À la Belle Époque (fin XIX – début XX siècle), le métier de gardien de prison en France était à la fois austère, militarisé et peu valorisé. Voici un aperçu de son évolution et de ses conditions :
Le terme "gardien" remplace progressivement les anciens titres comme geôlier, guichetier ou porte-clés dès les années 1760, mais il ne devient officiel qu’en 1841.
À cette époque, le gardien est souvent perçu comme un ancien soldat, recruté pour sa discipline et sa loyauté. Il est assimilé à la troupe de ligne, avec une hiérarchie militaire stricte .
Le métier souffre d’une image sociale négative : accusations de brutalité, alcoolisme, corruption, et conditions de travail très dures .
Les maisons d’arrêt (prisons départementales) et maisons centrales (pour peines longues) ont des gardiens aux rôles bien définis :
Gardien-chef (rang de sergent-major)
Premiers gardiens (sergent)
Gardiens ordinaires (troupe)
Le règlement de 1822 impose une discipline militaire et un uniforme proche de celui des soldats : sabre, bonnet de police, épée plate.
Les gardiens sont soumis au même rythme carcéral que les détenus, vivant souvent dans les prisons avec leur famille.
Conditions de travail
Salaire dérisoire, absence de formation, peu de perspectives de promotion.

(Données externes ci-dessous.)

use rand::rngs::StdRng;
use rand::{Rng, SeedableRng};
use std::collections::{HashMap, HashSet};
use std::sync::Arc;
use wf_core::config::RankingConfig;
use wf_core::{Article, Category, Clock};

use crate::ledger::InteractionLedger;
use crate::session::{self, SharedSession};

/// Inputs that stay fixed while one batch is scored.
struct ScoringContext {
    weights: HashMap<String, f64>,
    seen: HashSet<String>,
    recent: Vec<Category>,
}

impl ScoringContext {
    fn weight(&self, key: &str) -> f64 {
        self.weights.get(key).copied().unwrap_or(0.0)
    }
}

/// Orders articles for one user session.
pub struct RankingEngine {
    ledger: InteractionLedger,
    session: SharedSession,
    clock: Arc<dyn Clock>,
    config: RankingConfig,
    rng: StdRng,
}

impl RankingEngine {
    pub fn new(
        ledger: InteractionLedger,
        session: SharedSession,
        clock: Arc<dyn Clock>,
        config: RankingConfig,
    ) -> Self {
        Self {
            ledger,
            session,
            clock,
            config,
            rng: StdRng::from_entropy(),
        }
    }

    /// Make the exploration noise reproducible
    pub fn with_seed(mut self, seed: u64) -> Self {
        self.rng = StdRng::seed_from_u64(seed);
        self
    }

    pub fn session(&self) -> &SharedSession {
        &self.session
    }

    pub fn config(&self) -> &RankingConfig {
        &self.config
    }

    /// Rank then diversify. The only ordering entry point the feed uses.
    pub fn recommend(&mut self, articles: Vec<Article>) -> Vec<Article> {
        let ranked = self.rank(articles);
        diversify(ranked, self.config.max_consecutive)
    }

    /// Stable sort by descending score.
    pub fn rank(&mut self, articles: Vec<Article>) -> Vec<Article> {
        if articles.is_empty() {
            return articles;
        }
        let context = self.context();
        let mut scored: Vec<(Article, f64)> = articles
            .into_iter()
            .map(|article| {
                let score = self.score_with(&context, &article);
                (article, score)
            })
            .collect();
        scored.sort_by(|a, b| b.1.total_cmp(&a.1));
        scored.into_iter().map(|(article, _)| article).collect()
    }

    pub fn score(&mut self, article: &Article) -> f64 {
        let context = self.context();
        self.score_with(&context, article)
    }

    fn context(&self) -> ScoringContext {
        let now = self.clock.now_millis();
        ScoringContext {
            weights: self.ledger.weights(),
            seen: self.ledger.seen_ids(),
            recent: session::lock(&self.session).recent(self.config.repeat_lookback, now),
        }
    }

    fn score_with(&mut self, context: &ScoringContext, article: &Article) -> f64 {
        let config = &self.config;
        let mut score = if config.exploration > 0.0 {
            self.rng.gen_range(0.0..config.exploration)
        } else {
            0.0
        };

        score += config.category_weight * context.weight(article.category.as_str());
        score += config.tag_weight * article.tags.iter().map(|t| context.weight(t)).sum::<f64>();
        score += config.wiki_weight
            * article
                .wiki_categories
                .iter()
                .map(|w| context.weight(w))
                .sum::<f64>();

        if article.is_related {
            score += config.related_boost;
        }

        let repeats = context.recent.iter().filter(|c| **c == article.category).count();
        score -= config.repeat_penalty * repeats as f64;

        if context.seen.contains(&article.id) {
            score -= config.seen_penalty;
        }
        score
    }
}

/// Greedy re-sequencing so no category runs longer than `max_consecutive`
/// while an alternative remains.
///
/// Each step takes the highest-ranked remaining article whose category
/// appears fewer than `max_consecutive` times among the last
/// `max_consecutive` placed. Among those, a candidate is skipped when taking
/// it would leave a remainder that cannot be laid out without a run, so a
/// lower-ranked category moves forward only to avoid a forced run later.
/// With no qualifying article, the highest-ranked remaining one is taken.
/// The output is always a permutation of the input.
pub fn diversify(ranked: Vec<Article>, max_consecutive: usize) -> Vec<Article> {
    if max_consecutive == 0 {
        return ranked;
    }
    let mut pool = ranked;
    let mut result: Vec<Article> = Vec::with_capacity(pool.len());
    let mut remaining: HashMap<Category, usize> = HashMap::new();
    for article in &pool {
        *remaining.entry(article.category).or_insert(0) += 1;
    }

    while !pool.is_empty() {
        let recent = &result[result.len().saturating_sub(max_consecutive)..];
        let qualifying: Vec<usize> = pool
            .iter()
            .enumerate()
            .filter(|(_, candidate)| {
                recent.iter().filter(|a| a.category == candidate.category).count() < max_consecutive
            })
            .map(|(i, _)| i)
            .collect();

        let pick = match qualifying.first() {
            None => 0,
            Some(&first) => qualifying
                .iter()
                .copied()
                .find(|&i| {
                    let category = pool[i].category;
                    let run = trailing_run(&result, category) + 1;
                    leaves_arrangeable(&remaining, category, run, max_consecutive)
                })
                .unwrap_or(first),
        };

        let article = pool.remove(pick);
        if let Some(count) = remaining.get_mut(&article.category) {
            *count -= 1;
        }
        result.push(article);
    }
    result
}

fn trailing_run(placed: &[Article], category: Category) -> usize {
    placed.iter().rev().take_while(|a| a.category == category).count()
}

/// Whether the pool minus one `placed` article, following a run of `run`
/// such articles, can still be laid out with runs of at most `max_run`.
/// Each category needs `count <= head + max_run * others`, where `head` is
/// what may still extend the current run (or `max_run` for the others).
fn leaves_arrangeable(
    remaining: &HashMap<Category, usize>,
    placed: Category,
    run: usize,
    max_run: usize,
) -> bool {
    let total = remaining.values().sum::<usize>().saturating_sub(1);
    remaining.iter().all(|(&category, &count)| {
        let (count, head) = if category == placed {
            (count.saturating_sub(1), max_run.saturating_sub(run))
        } else {
            (count, max_run)
        };
        count <= head + max_run * (total - count)
    })
}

Les gardiens ne sont pas chargés de la sécurité extérieure (assurée par l’armée jusqu’à la Grande Guerre), mais doivent maintenir l’ordre intérieur.
Une enquête parlementaire de 1872 recommande d’augmenter les effectifs pour pallier les carences.

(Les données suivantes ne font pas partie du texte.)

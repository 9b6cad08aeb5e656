use std::sync::Once;
use tracing::Level;

static INIT: Once = Once::new();

/// Install the global fmt subscriber once. Logs go to stderr so command
/// output on stdout stays clean.
pub fn init_logging(level: Level) {
    if !tracing::dispatcher::has_been_set() {
        INIT.call_once(|| {
            tracing_subscriber::fmt()
                .with_max_level(level)
                .with_writer(std::io::stderr)
                .init();
        });
    }
}
use std::sync::atomic::{AtomicI64, Ordering};

/// Source of wall-clock time in epoch milliseconds.
pub trait Clock: Send + Sync {
    fn now_millis(&self) -> i64;
}

#[derive(Debug, Default, Clone, Copy)]
pub struct SystemClock;

impl Clock for SystemClock {
    fn now_millis(&self) -> i64 {
        chrono::Utc::now().timestamp_millis()
    }
}

/// Clock that only moves when told to. Used by tests.
#[derive(Debug, Default)]
pub struct ManualClock {
    now: AtomicI64,
}

impl ManualClock {
    pub fn new(start_millis: i64) -> Self {
        Self {
            now: AtomicI64::new(start_millis),
        }
    }

    pub fn advance(&self, millis: i64) {
        self.now.fetch_add(millis, Ordering::SeqCst);
    }

    pub fn set(&self, millis: i64) {
        self.now.store(millis, Ordering::SeqCst);
    }
}

impl Clock for ManualClock {
    fn now_millis(&self) -> i64 {
        self.now.load(Ordering::SeqCst)
    }
}

#[cfg(test)]
mod tests {
    use super::*;

    #[test]
    fn test_manual_clock_advances() {
        let clock = ManualClock::new(1_000);
        clock.advance(500);
        assert_eq!(clock.now_millis(), 1_500);
        clock.set(10);
        assert_eq!(clock.now_millis(), 10);
    }
}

Le terme "surveillant" remplace officiellement "gardien" en 1919, marquant une tentative de modernisation du métier.
Des réformes sont amorcées dès le Second Empire (1857) pour améliorer les salaires et la formation, mais les résultats restent limités.

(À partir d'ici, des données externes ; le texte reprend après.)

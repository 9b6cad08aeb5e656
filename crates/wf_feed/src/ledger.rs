//! Interaction history: likes, seen ids, saved items and per-key
//! preference scores.
//!
//! Scores are keyed by category name, tag or wiki category and only ever
//! change by additive deltas. Reads apply a half-life decay that is never
//! written back.

use serde::{Deserialize, Serialize};
use std::collections::{HashMap, HashSet, VecDeque};
use std::sync::{Arc, Mutex};
use tracing::{debug, warn};
use wf_core::config::{FeedConfig, InteractionDeltas};
use wf_core::{Article, Clock, Error, Result, SavedItem};
use wf_storage::{PersistentStore, StorageKey};

use crate::saved::SavedItems;
use crate::session::{self, SharedSession};

/// A preference score as persisted. Older data stored a bare number.
#[derive(Debug, Clone, Copy, PartialEq, Serialize, Deserialize)]
#[serde(untagged)]
pub enum StoredScore {
    Timestamped { score: f64, timestamp: i64 },
    Legacy(f64),
}

/// Duration band a view falls into.
#[derive(Debug, Clone, Copy, PartialEq, Eq)]
pub enum ViewBand {
    Skip,
    ShortRead,
    Neutral,
    LongRead,
}

impl ViewBand {
    pub fn from_duration(duration_ms: u64) -> Self {
        match duration_ms {
            0..=799 => ViewBand::Skip,
            800..=1499 => ViewBand::ShortRead,
            1500..=3000 => ViewBand::Neutral,
            _ => ViewBand::LongRead,
        }
    }

    fn delta(&self, deltas: &InteractionDeltas) -> Option<f64> {
        match self {
            ViewBand::Skip => Some(deltas.skip),
            ViewBand::ShortRead => Some(deltas.short_read),
            ViewBand::Neutral => None,
            ViewBand::LongRead => Some(deltas.long_read),
        }
    }
}

type ScoreMap = HashMap<String, StoredScore>;

#[derive(Clone)]
pub struct InteractionLedger {
    store: PersistentStore,
    clock: Arc<dyn Clock>,
    deltas: InteractionDeltas,
    half_life_ms: i64,
    legacy_scale: f64,
    seen_capacity: usize,
    saved: SavedItems,
    session: Option<SharedSession>,
    write_lock: Arc<Mutex<()>>,
}

/// Keeps the first failure of a multi-step write while letting the
/// remaining steps run.
#[derive(Default)]
struct Outcome(Option<Error>);

impl Outcome {
    fn track(&mut self, result: Result<()>) {
        if let Err(e) = result {
            self.0.get_or_insert(e);
        }
    }

    fn finish(self) -> Result<()> {
        match self.0 {
            Some(e) => Err(e),
            None => Ok(()),
        }
    }
}

impl InteractionLedger {
    pub fn new(store: PersistentStore, clock: Arc<dyn Clock>, config: &FeedConfig) -> Self {
        Self {
            saved: SavedItems::new(store.clone()),
            store,
            clock,
            deltas: config.deltas.clone(),
            half_life_ms: config.ranking.half_life_ms,
            legacy_scale: config.ranking.legacy_scale,
            seen_capacity: config.session.seen_capacity,
            session: None,
            write_lock: Arc::new(Mutex::new(())),
        }
    }

    /// Views recorded through this ledger are pushed into `session`
    pub fn with_session(mut self, session: SharedSession) -> Self {
        self.session = Some(session);
        self
    }

    pub fn session(&self) -> Option<&SharedSession> {
        self.session.as_ref()
    }

    pub fn clock(&self) -> &Arc<dyn Clock> {
        &self.clock
    }

    // =========================================================================
    // Interaction events
    // =========================================================================

    pub fn record_like(&self, article: &Article) -> Result<()> {
        let _guard = self.lock();
        let mut outcome = Outcome::default();

        let mut likes = self.likes();
        if !likes.contains(&article.id) {
            likes.push(article.id.clone());
            outcome.track(self.store.set(StorageKey::Likes, &likes));
        }
        outcome.track(self.apply_deltas(&self.spread(article, self.deltas.like)));
        outcome.finish()
    }

    pub fn record_unlike(&self, article: &Article) -> Result<()> {
        let _guard = self.lock();
        let mut outcome = Outcome::default();

        let mut likes = self.likes();
        let before = likes.len();
        likes.retain(|id| id != &article.id);
        if likes.len() != before {
            outcome.track(self.store.set(StorageKey::Likes, &likes));
        }
        outcome.track(self.apply_deltas(&self.spread(article, self.deltas.unlike)));
        outcome.finish()
    }

    pub fn record_save(&self, article: &Article) -> Result<()> {
        let _guard = self.lock();
        let mut outcome = Outcome::default();

        let now = self.clock.now_millis();
        outcome.track(self.saved.add(article, now).map(|_| ()));
        outcome.track(self.apply_deltas(&[(article.category.as_str().to_string(), self.deltas.save)]));
        outcome.finish()
    }

    pub fn record_unsave(&self, article: &Article) -> Result<()> {
        let _guard = self.lock();
        let mut outcome = Outcome::default();

        outcome.track(self.saved.remove(&article.id).map(|_| ()));
        outcome.track(self.apply_deltas(&[(article.category.as_str().to_string(), self.deltas.unsave)]));
        outcome.finish()
    }

    pub fn record_not_interested(&self, article: &Article) -> Result<()> {
        let _guard = self.lock();
        let mut outcome = Outcome::default();

        let delta = self.deltas.not_interested;
        let mut changes = vec![(article.category.as_str().to_string(), delta)];
        changes.extend(article.tags.iter().map(|tag| (tag.clone(), delta * 0.5)));
        outcome.track(self.apply_deltas(&changes));
        outcome.track(self.mark_seen_locked(&article.id));
        outcome.finish()
    }

    /// Record that `article` was on screen for `duration_ms`.
    pub fn record_view(&self, article: &Article, duration_ms: u64) -> Result<ViewBand> {
        let _guard = self.lock();
        let mut outcome = Outcome::default();
        let now = self.clock.now_millis();

        outcome.track(self.mark_seen_locked(&article.id));
        if let Some(session) = &self.session {
            session::lock(session).record(article.category, now);
        }

        let band = ViewBand::from_duration(duration_ms);
        if let Some(delta) = band.delta(&self.deltas) {
            outcome.track(self.apply_deltas(&[(article.category.as_str().to_string(), delta)]));
        }
        debug!("View of {} for {}ms -> {:?}", article.id, duration_ms, band);
        outcome.finish().map(|_| band)
    }

    /// Opening the source page is a strong explicit interest signal.
    pub fn record_open_source(&self, article: &Article) -> Result<()> {
        let _guard = self.lock();

        let mut changes = vec![(article.category.as_str().to_string(), self.deltas.save)];
        changes.extend(article.tags.iter().map(|tag| (tag.clone(), self.deltas.long_read)));
        self.apply_deltas(&changes)
    }

    pub fn mark_seen(&self, id: &str) -> Result<()> {
        let _guard = self.lock();
        self.mark_seen_locked(id)
    }

    // =========================================================================
    // Queries
    // =========================================================================

    /// Decayed score for every key with a recorded preference.
    pub fn weights(&self) -> HashMap<String, f64> {
        let now = self.clock.now_millis();
        self.scores()
            .into_iter()
            .map(|(key, stored)| {
                let weight = self.decayed(stored, now);
                (key, weight)
            })
            .collect()
    }

    pub fn is_seen(&self, id: &str) -> bool {
        self.seen().contains(&id.to_string())
    }

    pub fn is_liked(&self, id: &str) -> bool {
        self.likes().iter().any(|liked| liked == id)
    }

    pub fn is_saved(&self, id: &str) -> bool {
        self.saved.contains(id)
    }

    pub fn likes(&self) -> Vec<String> {
        self.store.get_or_default(StorageKey::Likes)
    }

    /// Seen ids, oldest first
    pub fn seen(&self) -> VecDeque<String> {
        self.store.get_or_default(StorageKey::Seen)
    }

    pub fn seen_ids(&self) -> HashSet<String> {
        self.seen().into_iter().collect()
    }

    pub fn saved_items(&self) -> Vec<SavedItem> {
        self.saved.list()
    }

    // =========================================================================
    // Internals
    // =========================================================================

    fn lock(&self) -> std::sync::MutexGuard<'_, ()> {
        self.write_lock.lock().unwrap_or_else(|e| e.into_inner())
    }

    fn scores(&self) -> ScoreMap {
        self.store.get_or_default(StorageKey::CategoryScores)
    }

    fn decayed(&self, stored: StoredScore, now: i64) -> f64 {
        match stored {
            StoredScore::Timestamped { score, timestamp } => {
                let age = (now - timestamp).max(0) as f64;
                score * 0.5f64.powf(age / self.half_life_ms as f64)
            }
            StoredScore::Legacy(score) => score * self.legacy_scale,
        }
    }

    /// Category gets `delta`, tags and wiki categories get scaled shares.
    fn spread(&self, article: &Article, delta: f64) -> Vec<(String, f64)> {
        let mut changes = vec![(article.category.as_str().to_string(), delta)];
        changes.extend(
            article
                .tags
                .iter()
                .map(|tag| (tag.clone(), delta * self.deltas.tag_scale)),
        );
        changes.extend(
            article
                .wiki_categories
                .iter()
                .map(|label| (label.clone(), delta * self.deltas.wiki_scale)),
        );
        changes
    }

    fn apply_deltas(&self, changes: &[(String, f64)]) -> Result<()> {
        if changes.is_empty() {
            return Ok(());
        }
        let now = self.clock.now_millis();
        let mut scores = self.scores();

        // Legacy entries are rewritten in the timestamped shape, carrying
        // the value they already read as.
        for stored in scores.values_mut() {
            if let StoredScore::Legacy(score) = *stored {
                *stored = StoredScore::Timestamped {
                    score: score * self.legacy_scale,
                    timestamp: now,
                };
            }
        }

        // Decay up to `now` before adding, so re-stamping never revives
        // an old score.
        for (key, delta) in changes {
            let current = scores
                .get(key)
                .map(|stored| self.decayed(*stored, now))
                .unwrap_or(0.0);
            scores.insert(
                key.clone(),
                StoredScore::Timestamped { score: current + delta, timestamp: now },
            );
        }
        self.store.set(StorageKey::CategoryScores, &scores)
    }

    fn mark_seen_locked(&self, id: &str) -> Result<()> {
        let mut seen = self.seen();
        if seen.iter().any(|s| s == id) {
            return Ok(());
        }
        seen.push_back(id.to_string());
        while seen.len() > self.seen_capacity {
            seen.pop_front();
        }
        self.store.set(StorageKey::Seen, &seen).map_err(|e| {
            warn!("Failed to persist seen id {}: {}", id, e);
            e
        })
    }
}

Le gardien et le prisonnier cambrioleur… un duo inattendu
Un gardien de prison, connu pour son zèle et son apparente droiture, s’est retrouvé mêlé à une affaire rocambolesque quand il a été accusé d’avoir aidé un célèbre cambrioleur surnommé "le Baron des coffres" à organiser une évasion spectaculaire. Le détenu, expert en serrurerie, avait réussi à charmer plusieurs membres du personnel en leur promettant une part de ses anciens butins… une proposition alléchante pour certains.
Selon les journaux de l’époque :
Le gardien aurait fourni des plans du bâtiment et détourné l’attention des autres surveillants.
L’évasion avait été minutieusement orchestrée : déguisement, corde dissimulée dans des matelas, et même un faux médecin complice venu "ausculter" le prisonnier la veille.
Le prisonnier s’est échappé en pleine nuit, laissant derrière lui une cellule impeccablement rangée… et un cigare encore fumant sur la table une touche digne d’Arsène Lupin.Le gardien, lui, a nié farouchement toute implication, mais les témoignages et les lettres retrouvées ont suffi à le faire suspendre, puis muter dans une prison provinciale. Le cambrioleur, quant à lui, n’a jamais été retrouvé, bien qu’on ait dit l’avoir aperçu, élégant et moustachu, dans les rues de Buenos Aires.